Considering this on my way home, the only thing I could come up with was this: The Office Secret Santa. You know, that irritating extra expense we have to put up with every year, at a time in the year when you least want an irritating extra expense. The time when you have to spend a tenner (and it is always a tenner) on someone you barely know and probably don’t like. Ten pounds is a really irritating amount as well, because it’s enough to be annoying, but not enough for you to say, ‘Actually guys, that’s a bit steep, why don’t we make it a little less?’ without sounding like the original Ebenezer.

Anyway, If I received a Post Office gift card in the Office Secret Santa I wouldn’t actually mind, because it’s at least slightly less useless than some of the other things I’ve got over the years. (Having said that, I think it would take me about another three years to get round to spending a tenner in the Post Office, but that’s another story). If however, I received one from anyone else, i.e. someone I actually know/like, I’d be at best confused and at worst mildly insulted. Gift cards can be a decent gift if, and here’s the key point, they’re for a shop you’d actually want to go in, but one from the Post Office is effectively the same as giving someone a book of stamps, a roll of parcel tape or a 10 pack of Bic biros as a present which, while arguably useful, are not exactly gift materials.

Husband was less baffled by this anomaly. “Yeah.” He said, when I told him what I’d seen. “For your 80-year-old Grandma. Old people constantly go to the Post.” When I asked him what ‘old people’ would need to send, he answered “I don’t know, letters, Christmas cards! Young people spend money on the Internet, old people spend money on the Post.”

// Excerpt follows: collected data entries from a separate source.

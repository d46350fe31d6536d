//! The fixed-point type tag carried by every fixed-point-aware node.

use serde::{Deserialize, Serialize};

/// Width, binary point and signedness of a fixed-point value.
///
/// `point` is the number of fractional bits: the raw bit pattern `r` stands
/// for `r / 2^point`.
#[derive(Debug, Clone, Copy, PartialEq, Eq, Hash, Serialize, Deserialize)]
pub struct FixedSpec {
    /// Bit width, when known. Constants leave this unset; overlay results
    /// carry the inferred bit length of their node.
    pub width: Option<u32>,
    /// Number of fractional bits.
    pub point: u32,
    /// Whether the raw bits are two's complement.
    pub signed: bool,
    /// Array length, for memories.
    pub length: Option<u32>,
}

impl FixedSpec {
    /// A spec with the given point and signedness and no width.
    pub fn new(point: u32, signed: bool) -> Self {
        Self {
            width: None,
            point,
            signed,
            length: None,
        }
    }

    /// Sets the width.
    pub fn with_width(mut self, width: u32) -> Self {
        self.width = Some(width);
        self
    }
}

/// Anything that has a binary point.
///
/// Plain literals and plain expressions report point `0`.
pub trait Pointed {
    /// Number of fractional bits.
    fn point(&self) -> u32;

    /// Whether the value is signed.
    fn signed(&self) -> bool;

    /// Bit width, when known.
    fn width(&self) -> Option<u32>;
}

impl Pointed for FixedSpec {
    fn point(&self) -> u32 {
        self.point
    }

    fn signed(&self) -> bool {
        self.signed
    }

    fn width(&self) -> Option<u32> {
        self.width
    }
}
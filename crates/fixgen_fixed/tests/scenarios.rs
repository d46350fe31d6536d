//! End-to-end fixed-point scenarios.
//!
//! Each test declares signals in a module, builds an expression with the
//! fixed-point operators and checks both the shape of the generated tree and
//! the value it computes under the constant evaluator.

use fixgen_ast::{eval_expr, BinaryOp, ConstValue, EvalEnv, Expr, ExprKind, Module, ModuleId};
use fixgen_config::load_config_from_str;
use fixgen_fixed::{
    div, fixed_const, fixed_input, fixed_output, fixed_reg, fixed_to_int, fixed_to_real,
    fixed_wire, mul, FixedParams, FixedValue, Literal, Pointed, Value,
};

fn module(name: &str) -> Module {
    Module::new(ModuleId::from_raw(0), name)
}

fn binary(expr: &Expr) -> (BinaryOp, &Expr, &Expr) {
    match expr.kind() {
        ExprKind::Binary { op, lhs, rhs } => (*op, lhs, rhs),
        other => panic!("expected a binary node, got {other:?}"),
    }
}

// ============================================================================
// Constants
// ============================================================================

#[test]
fn const_stores_scaled_value_and_converts_back() {
    let c = fixed_const(3, 4, true, false);
    assert_eq!(c.as_int(), Some(48));
    assert_eq!(c.point(), 4);

    let back = fixed_to_int(48, 4).unwrap();
    assert_eq!(back, Value::Lit(Literal::int(3)));
}

// ============================================================================
// Point unification
// ============================================================================

#[test]
fn reg_plus_wire_aligns_the_reg() {
    let mut m = module("acc");
    let r = fixed_reg(&mut m, "r", FixedParams::new().width(16).point(2), None).unwrap();
    let w = fixed_wire(&mut m, "w", FixedParams::new().width(16).point(4)).unwrap();

    let sum = r + w;
    assert_eq!(sum.point(), 4);
    assert!(sum.signed());

    let (op, lhs, rhs) = binary(sum.node());
    assert_eq!(op, BinaryOp::Plus);
    let (shift, shifted, amount) = binary(lhs);
    assert_eq!(shift, BinaryOp::Sll);
    assert_eq!(shifted, &r.expr());
    assert_eq!(amount.as_literal(), Some(ConstValue::int(2)));
    assert!(lhs.is_signed());
    assert_eq!(rhs, &w.expr());

    // -1.25 + 0.5625 = -0.6875
    let env = EvalEnv::new().with(r.id(), -5).with(w.id(), 9);
    assert_eq!(eval_expr(&env, sum.node()).unwrap().as_signed(), Some(-11));
}

#[test]
fn mixed_signedness_skips_reinterpretation() {
    let mut m = module("acc");
    let r = fixed_reg(&mut m, "r", FixedParams::new().width(8).point(0).signed(false), None).unwrap();
    let w = fixed_wire(&mut m, "w", FixedParams::new().width(8).point(2)).unwrap();
    let sum = r + w;
    // Mixed signedness: the sum is unsigned and no reinterpretation happens.
    assert!(!sum.signed());
    let (_, lhs, _) = binary(sum.node());
    assert!(!matches!(lhs.kind(), ExprKind::Signed(_)));
}

// ============================================================================
// Multiply
// ============================================================================

#[test]
fn signed_product_shifts_by_smaller_point() {
    let mut m = module("mul");
    let a = fixed_input(&mut m, "a", FixedParams::new().width(8).point(2)).unwrap();
    let b = fixed_input(&mut m, "b", FixedParams::new().width(8).point(3)).unwrap();

    let p = mul(a, b);
    assert_eq!(p, a * b);
    assert_eq!(p.point(), 3);
    let (op, product, amount) = binary(p.node());
    assert_eq!(op, BinaryOp::Sra);
    assert_eq!(binary(product).0, BinaryOp::Times);
    assert_eq!(amount.as_literal(), Some(ConstValue::int(2)));

    // -1.5 * 2.25 = -3.375
    let env = EvalEnv::new().with(a.id(), -6).with(b.id(), 18);
    assert_eq!(eval_expr(&env, p.node()).unwrap().as_signed(), Some(-27));
}

// ============================================================================
// Divide
// ============================================================================

#[test]
fn negative_over_positive_gives_negative_quotient() {
    let mut m = module("div");
    let a = fixed_input(&mut m, "a", FixedParams::new().width(16).point(4)).unwrap();
    let b = fixed_input(&mut m, "b", FixedParams::new().width(16).point(4)).unwrap();

    let q = div(a, b);
    assert_eq!(q.point(), 4);
    assert!(q.signed());

    // -6.0 / 1.5 = -4.0: magnitudes 96 / 24 = 4, shifted onto point 4.
    let env = EvalEnv::new().with(a.id(), -96).with(b.id(), 24);
    assert_eq!(eval_expr(&env, q.node()).unwrap().as_signed(), Some(-64));
}

#[test]
fn divide_matches_integer_division_of_magnitudes() {
    let mut m = module("div");
    let a = fixed_wire(&mut m, "a", FixedParams::new().width(12)).unwrap();
    let b = fixed_wire(&mut m, "b", FixedParams::new().width(12)).unwrap();
    let q = a / b;
    for (x, y) in [(-100i128, 7i128), (100, -7), (-100, -7), (2047, 1), (-2048, 2)] {
        let env = EvalEnv::new().with(a.id(), x).with(b.id(), y);
        let got = eval_expr(&env, q.node()).unwrap().as_signed().unwrap();
        assert_eq!(got.signum(), (x / y).signum(), "{x} / {y}");
        assert_eq!(got.abs(), x.abs() / y.abs(), "{x} / {y}");
    }
}

// ============================================================================
// Pipelines
// ============================================================================

#[test]
fn multiply_accumulate_write() {
    let cfg = load_config_from_str("[fixed]\nwidth = 24\npoint = 8\n").unwrap();
    let params = FixedParams::from_config(&cfg.fixed);

    let mut m = module("mac");
    let x = fixed_input(&mut m, "x", params).unwrap();
    let acc = fixed_reg(&mut m, "acc", params, Some(Value::from(0.5))).unwrap();
    let k = fixed_const(0.75, 8, true, false);

    let next = acc + x * k;
    assert_eq!(next.point(), 8);
    let write = acc.write(&next);
    assert_eq!(write.target, acc.signal_ref());

    // 1.0 + 2.0 * 0.75 = 2.5
    let env = EvalEnv::new().with(x.id(), 512).with(acc.id(), 256);
    assert_eq!(eval_expr(&env, &write.value).unwrap().as_signed(), Some(640));

    let init = m.signal(acc.id()).and_then(|s| s.init.clone());
    assert_eq!(init, Some(Expr::int(128)));
}

#[test]
fn output_driven_at_a_different_point() {
    let mut m = module("scale");
    let x = fixed_input(&mut m, "x", FixedParams::new().width(16).point(8)).unwrap();
    let y = fixed_output(&mut m, "y", FixedParams::new().width(16).point(4)).unwrap();
    y.assign(&mut m, x).unwrap();

    let value = &m.assignments()[0].value;
    // 3.5 at point 8 is 896; at point 4 it is 56.
    let env = EvalEnv::new().with(x.id(), 896);
    assert_eq!(eval_expr(&env, value).unwrap().as_signed(), Some(56));
}

#[test]
fn quotient_to_real() {
    let mut m = module("real");
    let a = fixed_wire(&mut m, "a", FixedParams::new().width(16).point(4)).unwrap();
    let b = fixed_wire(&mut m, "b", FixedParams::new().width(16).point(4)).unwrap();
    let q = a / b;
    let r = fixed_to_real(&q, q.point() as i32).unwrap();
    // -6.0 / 2.0 = -3.0
    let env = EvalEnv::new().with(a.id(), -96).with(b.id(), 32);
    assert_eq!(eval_expr(&env, &r.to_expr()).unwrap().as_real(), -3.0);
}

#[test]
fn fractional_accessors() {
    let mut m = module("parts");
    let x = fixed_wire(&mut m, "x", FixedParams::new().width(8).point(3)).unwrap();
    // 0b0101_0110 is 10.75
    let env = EvalEnv::new().with(x.id(), 0b0101_0110);
    assert_eq!(eval_expr(&env, &x.int_part()).unwrap().as_int(), Some(10));
    assert_eq!(eval_expr(&env, &x.dec_part()).unwrap().as_int(), Some(0b110));
    assert_eq!(eval_expr(&env, &x.raw()).unwrap().as_int(), Some(0b0101_0110));
}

I remain unconvinced. Admittedly the demographic in the Post Office is usually 50 years older than the general population, but I still find it hard to believe that a Grandma (even an 80-year-old one) would be impressed with one of their gift cards.

So my question remains: if anyone out there can think of a plausible reason why anyone would want a Post Office gift card in a situation other than the dreaded Secret Santa, I want to hear it.